Putting Style Sheets in Perspective

Summary Part One

This should be enough to get you started with Style Sheets.

Remember to include comment tags around your rules to hide them from older browsers.

For your first style sheet, lets keep it simple. We'll design a style sheet using HTML elements as selectors, inserting it into the HEAD element of a single document. Linking to an external style sheet will come later.

Start with the Style element, adding comment tags right away so you don't forget them.

	<STYLE TYPE="text/css">
	<!--
	
	 -->
	</STYLE>

Now lets decide 'how' we want our document to look. Remember, use Style Sheets to enhance your web page, but don't design so that the page depends on them.

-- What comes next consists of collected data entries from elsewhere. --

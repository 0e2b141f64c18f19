//! Turns the selected update into a launchable bundle path and asset map.

use std::{
    collections::BTreeMap,
    path::PathBuf,
};

use ota_domain::{Asset, SelectionPolicy, Update};
use serde::Serialize;
use tracing::{debug, info, warn};

use crate::{
    catalog::Catalog,
    error::{Result, UpdatesError},
    loader::EmbeddedBundle,
};

/// Everything the host needs to run one update.
#[derive(Clone, Debug, PartialEq, Serialize)]
pub struct LaunchedApp {
    pub update: Update,
    pub launch_asset_path: PathBuf,
    /// Asset key to the file on disk, for every asset of the update.
    pub asset_files: BTreeMap<String, PathBuf>,
}

#[derive(Clone, Debug)]
pub struct Launcher {
    catalog: Catalog,
    embedded: Option<EmbeddedBundle>,
}

impl Launcher {
    pub fn new(catalog: Catalog, embedded: Option<EmbeddedBundle>) -> Self {
        Self { catalog, embedded }
    }

    /// Pick an update with `policy` and resolve its files.
    ///
    /// An update whose files cannot be resolved is dropped from the candidate
    /// set and the policy chooses again.
    pub fn launch_update(&self, policy: &dyn SelectionPolicy) -> Result<LaunchedApp> {
        let mut candidates = self.catalog.launchable_updates()?;
        let total = candidates.len();
        let mut rejected = Vec::new();
        loop {
            let Some(update) = policy.launchable_update(&candidates).cloned() else {
                let mut reason = format!(
                    "none of {total} launchable updates is compatible with this binary"
                );
                if !rejected.is_empty() {
                    reason = format!("{reason}; rejected: {}", rejected.join("; "));
                }
                return Err(UpdatesError::NoLaunchableUpdate(reason));
            };
            debug!(update = %update.id, candidates = candidates.len(), "update selected");
            match self.resolve(update.clone()) {
                Err(UpdatesError::NoLaunchableUpdate(reason)) => {
                    warn!(update = %update.id, %reason, "update unusable; choosing again");
                    candidates.retain(|candidate| candidate.id != update.id);
                    rejected.push(reason);
                }
                other => return other,
            }
        }
    }

    /// Resolve every asset of `update` to an existing file.
    pub fn resolve(&self, update: Update) -> Result<LaunchedApp> {
        let assets = self.catalog.assets_for_update(&update.id)?;
        let mut asset_files = BTreeMap::new();
        let mut launch_asset_path = None;
        for asset in assets {
            let path = self.ensure_present(&update, &asset)?;
            if asset.is_launch_asset {
                launch_asset_path = Some(path.clone());
            }
            asset_files.insert(asset.key, path);
        }
        let Some(launch_asset_path) = launch_asset_path else {
            return Err(UpdatesError::NoLaunchableUpdate(format!(
                "update {} has no launch asset",
                update.id
            )));
        };
        info!(update = %update.id, assets = asset_files.len(), "update resolved for launch");
        Ok(LaunchedApp {
            update,
            launch_asset_path,
            asset_files,
        })
    }

    fn ensure_present(&self, update: &Update, asset: &Asset) -> Result<PathBuf> {
        if let Some(path) = asset.local_path.as_ref().filter(|path| path.is_file()) {
            return Ok(path.clone());
        }
        warn!(update = %update.id, key = %asset.key, "asset file missing; attempting recovery");
        if let Some(path) = self.recover_from_embedded(asset)? {
            return Ok(path);
        }
        Err(UpdatesError::NoLaunchableUpdate(format!(
            "asset {} of update {} is missing on disk",
            asset.key, update.id
        )))
    }

    /// Re-copy a missing asset from the embedded bundle when it ships an
    /// identical file.
    fn recover_from_embedded(&self, asset: &Asset) -> Result<Option<PathBuf>> {
        let Some(bundle) = &self.embedded else {
            return Ok(None);
        };
        let manifest = match bundle.read_manifest() {
            Ok(manifest) => manifest,
            Err(err) => {
                debug!(%err, "embedded bundle unavailable for recovery");
                return Ok(None);
            }
        };
        let Some(shipped) = manifest.assets.iter().find(|candidate| {
            candidate.same_identity(asset)
                && candidate.content_hash.eq_ignore_ascii_case(&asset.content_hash)
        }) else {
            return Ok(None);
        };
        let dest = self.catalog.asset_path(asset);
        if let Err(err) = bundle.copy_asset(shipped, &dest) {
            warn!(key = %asset.key, %err, "embedded recovery failed");
            return Ok(None);
        }
        self.catalog
            .update_asset_local_path(&asset.key, asset.hash_type, &dest)?;
        info!(key = %asset.key, "asset recovered from embedded bundle");
        Ok(Some(dest))
    }
}

#[cfg(test)]
mod tests {
    use std::fs;

    use ota_domain::{NewestCompatible, UpdateStatus};
    use tempfile::tempdir;

    use super::*;
    use crate::loader::{embedded::tests::write_bundle, EmbeddedLoader, Loader};

    fn record(catalog: &Catalog, id: &str, commit_time: i64, compat: &str) -> anyhow::Result<()> {
        let launch_key = format!("{id}.js");
        let bundle = write_bundle(
            &catalog.root().join(format!("src-{id}")),
            id,
            commit_time,
            compat,
            &[(launch_key.as_str(), id), ("logo.png", "logo")],
        )?;
        let mut manifest = bundle.read_manifest()?;
        manifest.update.status = UpdateStatus::Ready;
        catalog.add_update(&manifest.update)?;
        let mut assets = Vec::new();
        for asset in manifest.assets {
            let dest = catalog.asset_path(&asset);
            bundle.copy_asset(&asset, &dest)?;
            assets.push(asset.with_local_path(dest));
        }
        catalog.add_assets(&assets, id)?;
        Ok(())
    }

    #[test]
    fn launches_newest_compatible_update() -> anyhow::Result<()> {
        let temp = tempdir()?;
        let catalog = Catalog::open(temp.path())?;
        record(&catalog, "old", 10, "1")?;
        record(&catalog, "new", 20, "1")?;
        record(&catalog, "other-binary", 30, "2")?;

        let launcher = Launcher::new(catalog, None);
        let launched = launcher.launch_update(&NewestCompatible::new("1"))?;
        assert_eq!(launched.update.id, "new");
        assert_eq!(fs::read_to_string(&launched.launch_asset_path)?, "new");
        assert_eq!(
            launched.asset_files.keys().collect::<Vec<_>>(),
            ["logo.png", "new.js"]
        );
        assert_eq!(launcher.launch_update(&NewestCompatible::new("1"))?, launched);
        Ok(())
    }

    #[test]
    fn no_compatible_update_is_an_error() -> anyhow::Result<()> {
        let temp = tempdir()?;
        let catalog = Catalog::open(temp.path())?;
        record(&catalog, "u1", 10, "1")?;
        let err = Launcher::new(catalog, None)
            .launch_update(&NewestCompatible::new("9"))
            .unwrap_err();
        assert!(matches!(err, UpdatesError::NoLaunchableUpdate(_)));
        Ok(())
    }

    #[test]
    fn missing_file_without_fallback_fails() -> anyhow::Result<()> {
        let temp = tempdir()?;
        let catalog = Catalog::open(temp.path())?;
        record(&catalog, "u1", 10, "1")?;
        let launch = catalog.launch_asset_for_update("u1")?.expect("launch");
        fs::remove_file(launch.local_path.expect("path"))?;

        let err = Launcher::new(catalog, None)
            .launch_update(&NewestCompatible::new("1"))
            .unwrap_err();
        assert!(matches!(err, UpdatesError::NoLaunchableUpdate(ref reason) if reason.contains("u1.js")));
        Ok(())
    }

    #[test]
    fn broken_newest_update_falls_back_to_older_one() -> anyhow::Result<()> {
        let temp = tempdir()?;
        let catalog = Catalog::open(temp.path())?;
        record(&catalog, "old", 10, "1")?;
        record(&catalog, "new", 20, "1")?;
        let launch = catalog.launch_asset_for_update("new")?.expect("launch");
        fs::remove_file(launch.local_path.expect("path"))?;

        let launched = Launcher::new(catalog, None).launch_update(&NewestCompatible::new("1"))?;
        assert_eq!(launched.update.id, "old");
        assert_eq!(fs::read_to_string(&launched.launch_asset_path)?, "old");
        Ok(())
    }

    #[test]
    fn missing_file_is_recovered_from_embedded_bundle() -> anyhow::Result<()> {
        let temp = tempdir()?;
        let catalog = Catalog::open(temp.path().join("store"))?;
        let bundle = write_bundle(
            &temp.path().join("embedded"),
            "e1",
            0,
            "1",
            &[("index.js", "embedded"), ("logo.png", "logo")],
        )?;
        EmbeddedLoader::new(bundle.clone()).load(&catalog)?;
        let launch = catalog.launch_asset_for_update("e1")?.expect("launch");
        let path = launch.local_path.expect("path");
        fs::remove_file(&path)?;

        let launched = Launcher::new(catalog.clone(), Some(bundle))
            .launch_update(&NewestCompatible::new("1"))?;
        assert_eq!(launched.update.id, "e1");
        assert_eq!(fs::read_to_string(&launched.launch_asset_path)?, "embedded");
        assert!(path.is_file());
        Ok(())
    }
}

We can add a little color by specifying the color of different elements, a burgundy to header elements, brown for regular text, blue to italic and red to bold. A body background color of light yellow to set the whole thing off. None of these colors will in any way affect how the page is displayed in non-capable browsers, but will enhance the over all affect in browsers capable of viewing them. We'll add a touch of class with an Arial font throughout. Notice that the font-family element is specified in both the header element Selectors and the P Selector. The totally correct way would have been to put the font-family into the BODY declaration, but not all browsers will display it properly whereas if it is placed in the more specific Selectors, it will display. There was no need to put the font-family into the B and I Selectors as they inherit the property from the P Selector.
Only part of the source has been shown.